[Start of Attachment]

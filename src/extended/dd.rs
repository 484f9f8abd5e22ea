//! Double-double arithmetic.
//!
//! A [`DD`] is the unevaluated sum `hi + lo` of two `f64` values with
//! `|lo| <= ulp(hi)/2`, giving roughly 106 bits of significand. Values are
//! immutable; every operation returns a new value.
//!
//! Extreme dynamic range (`n^n` for `n` in the millions) is handled by
//! [`DD::frexp`] and [`DD::pow_scaled`], which return a fraction in
//! `[0.5, 1)` together with a separate `i64` power-of-two exponent.
//!
//! References:
//! - Dekker (1971), "A floating-point technique for extending the
//!   available precision", *Numerische Mathematik* 18(3).
//! - Hida, Li & Bailey (2001), "Algorithms for quad-double precision
//!   floating point arithmetic", ARITH-15.

use std::ops::{Add, Div, Mul, Neg, Sub};

/// Accuracy tier for [`DD::pow_scaled`].
#[derive(Debug, Clone, Copy, PartialEq, Eq)]
pub enum Accuracy {
    /// Products keep only the first-order error term and skip
    /// renormalization. Enough for sums of positive terms that need
    /// 53 + guard bits.
    Fast,
    /// Full double-double products (about 106 bits). Required when
    /// terms cancel.
    High,
}

/// Double-double number `hi + lo`.
#[derive(Debug, Clone, Copy, PartialEq, Default)]
pub struct DD {
    hi: f64,
    lo: f64,
}

impl DD {
    pub const ZERO: DD = DD { hi: 0.0, lo: 0.0 };
    pub const ONE: DD = DD { hi: 1.0, lo: 0.0 };

    /// Exact conversion from a single `f64`.
    pub const fn from_f64(x: f64) -> Self {
        Self { hi: x, lo: 0.0 }
    }

    /// Exact sum `a + b` (Knuth's two-sum).
    pub fn from_sum(a: f64, b: f64) -> Self {
        let s = a + b;
        let z = s - a;
        let e = (a - (s - z)) + (b - z);
        Self { hi: s, lo: e }
    }

    /// Exact product `a * b` (fused multiply-add error term).
    ///
    /// # Examples
    /// ```
    /// use u_nonparam::extended::DD;
    /// let p = DD::from_product(0.1, 3.0);
    /// // 0.1 * 3 is not representable; the low word holds the error.
    /// assert!(p.lo() != 0.0);
    /// assert_eq!(p.hi() + p.lo(), p.to_f64());
    /// ```
    pub fn from_product(a: f64, b: f64) -> Self {
        let p = a * b;
        let e = a.mul_add(b, -p);
        Self { hi: p, lo: e }
    }

    /// Sum of `a + b` assuming `|a| >= |b|`.
    fn fast_two_sum(a: f64, b: f64) -> Self {
        let s = a + b;
        let e = b - (s - a);
        Self { hi: s, lo: e }
    }

    pub fn hi(&self) -> f64 {
        self.hi
    }

    pub fn lo(&self) -> f64 {
        self.lo
    }

    /// Nearest `f64` to the value.
    pub fn to_f64(self) -> f64 {
        self.hi + self.lo
    }

    pub fn is_finite(&self) -> bool {
        self.hi.is_finite() && self.lo.is_finite()
    }

    pub fn add_f64(self, b: f64) -> Self {
        let s = Self::from_sum(self.hi, b);
        Self::fast_two_sum(s.hi, s.lo + self.lo)
    }

    pub fn mul_f64(self, b: f64) -> Self {
        let p = Self::from_product(self.hi, b);
        Self::fast_two_sum(p.hi, p.lo + self.lo * b)
    }

    pub fn div_f64(self, b: f64) -> Self {
        self / Self::from_f64(b)
    }

    /// Largest integer not greater than the value.
    pub fn floor(self) -> Self {
        let h = self.hi.floor();
        if h == self.hi {
            Self::fast_two_sum(h, self.lo.floor())
        } else {
            Self { hi: h, lo: 0.0 }
        }
    }

    /// Splits into a fraction with magnitude in `[0.5, 1)` and a
    /// power-of-two exponent: `self = fraction * 2^exponent`.
    ///
    /// Zero and non-finite values are returned unchanged with exponent 0.
    pub fn frexp(self) -> (Self, i64) {
        if self.hi == 0.0 || !self.hi.is_finite() {
            return (self, 0);
        }
        let e = exponent(self.hi);
        (self.ldexp(-e), e)
    }

    /// Multiplies by `2^k` exactly (barring overflow or underflow).
    pub fn ldexp(self, k: i64) -> Self {
        Self {
            hi: scalb(self.hi, k),
            lo: scalb(self.lo, k),
        }
    }

    /// Computes `self^n` as a normalized `(fraction, exponent)` pair so the
    /// result never overflows or underflows.
    ///
    /// `self` must be positive. `x^0` is returned as `(0.5, 1)`.
    ///
    /// # Examples
    /// ```
    /// use u_nonparam::extended::{Accuracy, DD};
    /// let (f, e) = DD::from_f64(3.0).pow_scaled(4, Accuracy::High);
    /// assert_eq!(f.to_f64() * 2f64.powi(e as i32), 81.0);
    /// ```
    pub fn pow_scaled(self, n: u64, accuracy: Accuracy) -> (Self, i64) {
        let mul = match accuracy {
            Accuracy::Fast => Self::mul_fast,
            Accuracy::High => Self::mul,
        };
        let (mut base, mut base_exp) = self.frexp();
        let mut result = Self::ONE;
        let mut result_exp = 0i64;
        let mut k = n;
        while k != 0 {
            if k & 1 == 1 {
                let (f, e) = mul(result, base).frexp();
                result = f;
                result_exp += base_exp + e;
            }
            k >>= 1;
            if k != 0 {
                let (f, e) = mul(base, base).frexp();
                base = f;
                base_exp = 2 * base_exp + e;
            }
        }
        let (f, e) = result.frexp();
        (f, result_exp + e)
    }

    /// Product keeping the cross terms but without the final
    /// renormalization.
    fn mul_fast(self, b: Self) -> Self {
        let p = Self::from_product(self.hi, b.hi);
        Self {
            hi: p.hi,
            lo: p.lo + (self.hi * b.lo + self.lo * b.hi),
        }
    }
}

impl From<f64> for DD {
    fn from(x: f64) -> Self {
        Self::from_f64(x)
    }
}

impl Add for DD {
    type Output = DD;

    fn add(self, b: DD) -> DD {
        let s = DD::from_sum(self.hi, b.hi);
        let t = DD::from_sum(self.lo, b.lo);
        let u = DD::fast_two_sum(s.hi, s.lo + t.hi);
        DD::fast_two_sum(u.hi, u.lo + t.lo)
    }
}

impl Neg for DD {
    type Output = DD;

    fn neg(self) -> DD {
        DD {
            hi: -self.hi,
            lo: -self.lo,
        }
    }
}

impl Sub for DD {
    type Output = DD;

    fn sub(self, b: DD) -> DD {
        self + (-b)
    }
}

impl Mul for DD {
    type Output = DD;

    fn mul(self, b: DD) -> DD {
        let p = DD::from_product(self.hi, b.hi);
        DD::fast_two_sum(p.hi, p.lo + (self.hi * b.lo + self.lo * b.hi))
    }
}

impl Div for DD {
    type Output = DD;

    /// Long division with three quotient digits.
    fn div(self, b: DD) -> DD {
        let q1 = self.hi / b.hi;
        let r = self - b.mul_f64(q1);
        let q2 = r.hi / b.hi;
        let r = r - b.mul_f64(q2);
        let q3 = r.hi / b.hi;
        DD::fast_two_sum(q1, q2).add_f64(q3)
    }
}

// ============================================================================
// Power-of-two helpers
// ============================================================================

/// `2^k` for `k` in the normal exponent range `[-1022, 1023]`.
fn pow2(k: i64) -> f64 {
    f64::from_bits(((k + 1023) as u64) << 52)
}

/// Exponent `e` such that `x = f * 2^e` with `|f|` in `[0.5, 1)`.
///
/// `x` must be finite and non-zero.
pub(crate) fn exponent(x: f64) -> i64 {
    let biased = ((x.to_bits() >> 52) & 0x7ff) as i64;
    if biased == 0 {
        // subnormal
        exponent(x * pow2(64)) - 64
    } else {
        biased - 1022
    }
}

/// Computes `x * 2^k` with a single rounding, for any `k`.
///
/// Intermediate scaling follows the classic `scalbn` construction so that
/// only the last multiplication can round into the subnormal range.
///
/// # Examples
/// ```
/// use u_nonparam::extended::scalb;
/// assert_eq!(scalb(0.75, 3), 6.0);
/// assert_eq!(scalb(1.0, -1074), f64::from_bits(1));
/// assert_eq!(scalb(1.0, 2000), f64::INFINITY);
/// ```
pub fn scalb(x: f64, k: i64) -> f64 {
    if x == 0.0 || !x.is_finite() {
        return x;
    }
    let mut y = x;
    let mut k = k;
    if k > 1023 {
        y *= pow2(1023);
        k -= 1023;
        if k > 1023 {
            y *= pow2(1023);
            k -= 1023;
            k = k.min(1023);
        }
    } else if k < -1022 {
        // 2^-969 = 2^-1022 * 2^53 keeps y normal until the last step
        y *= pow2(-969);
        k += 969;
        if k < -1022 {
            y *= pow2(-969);
            k += 969;
            k = k.max(-1022);
        }
    }
    y * pow2(k)
}


#[cfg(test)]
mod proptests {
    use super::*;
    use proptest::prelude::*;

    proptest! {
        #![proptest_config(ProptestConfig::with_cases(500))]

        #[test]
        fn two_sum_error_free(a in -1e10_f64..1e10, b in -1e10_f64..1e10) {
            let s = DD::from_sum(a, b);
            // hi is the rounded sum and the pair is normalized
            prop_assert_eq!(s.hi(), a + b);
            prop_assert!(s.lo().abs() <= s.hi().abs() * f64::EPSILON || s.hi() == 0.0);
        }

        #[test]
        fn mul_div_roundtrip(a in 0.001_f64..1e6, b in 0.001_f64..1e6) {
            let q = DD::from_f64(a) / DD::from_f64(b);
            let back = (q * DD::from_f64(b) - DD::from_f64(a)).to_f64();
            prop_assert!(back.abs() <= a * 1e-30, "residual {} for {} / {}", back, a, b);
        }

        #[test]
        fn pow_tiers_agree(x in 0.1_f64..10.0, n in 0_u64..2000) {
            let (f1, e1) = DD::from_f64(x).pow_scaled(n, Accuracy::High);
            let (f2, e2) = DD::from_f64(x).pow_scaled(n, Accuracy::Fast);
            let a = f1.ldexp(e1 - e1.max(e2));
            let b = f2.ldexp(e2 - e1.max(e2));
            let rel = ((a - b).to_f64() / a.to_f64()).abs();
            prop_assert!(rel < 1e-25, "relative difference {} for {}^{}", rel, x, n);
        }
    }
}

[End of Attachment]

What is expected: Every line from the start of the material above through the line that contains "#[derive(Debug, Clone, Copy, PartialEq, Eq)]" must be written out exactly, with both ends included.

Finished exercise:
filename src/extended/dd.rs
repository 484f9f8abd5e22ea
//! Double-double arithmetic.
//!
//! A [`DD`] is the unevaluated sum `hi + lo` of two `f64` values with
//! `|lo| <= ulp(hi)/2`, giving roughly 106 bits of significand. Values are
//! immutable; every operation returns a new value.
//!
//! Extreme dynamic range (`n^n` for `n` in the millions) is handled by
//! [`DD::frexp`] and [`DD::pow_scaled`], which return a fraction in
//! `[0.5, 1)` together with a separate `i64` power-of-two exponent.
//!
//! References:
//! - Dekker (1971), "A floating-point technique for extending the
//!   available precision", *Numerische Mathematik* 18(3).
//! - Hida, Li & Bailey (2001), "Algorithms for quad-double precision
//!   floating point arithmetic", ARITH-15.

use std::ops::{Add, Div, Mul, Neg, Sub};

/// Accuracy tier for [`DD::pow_scaled`].
#[derive(Debug, Clone, Copy, PartialEq, Eq)]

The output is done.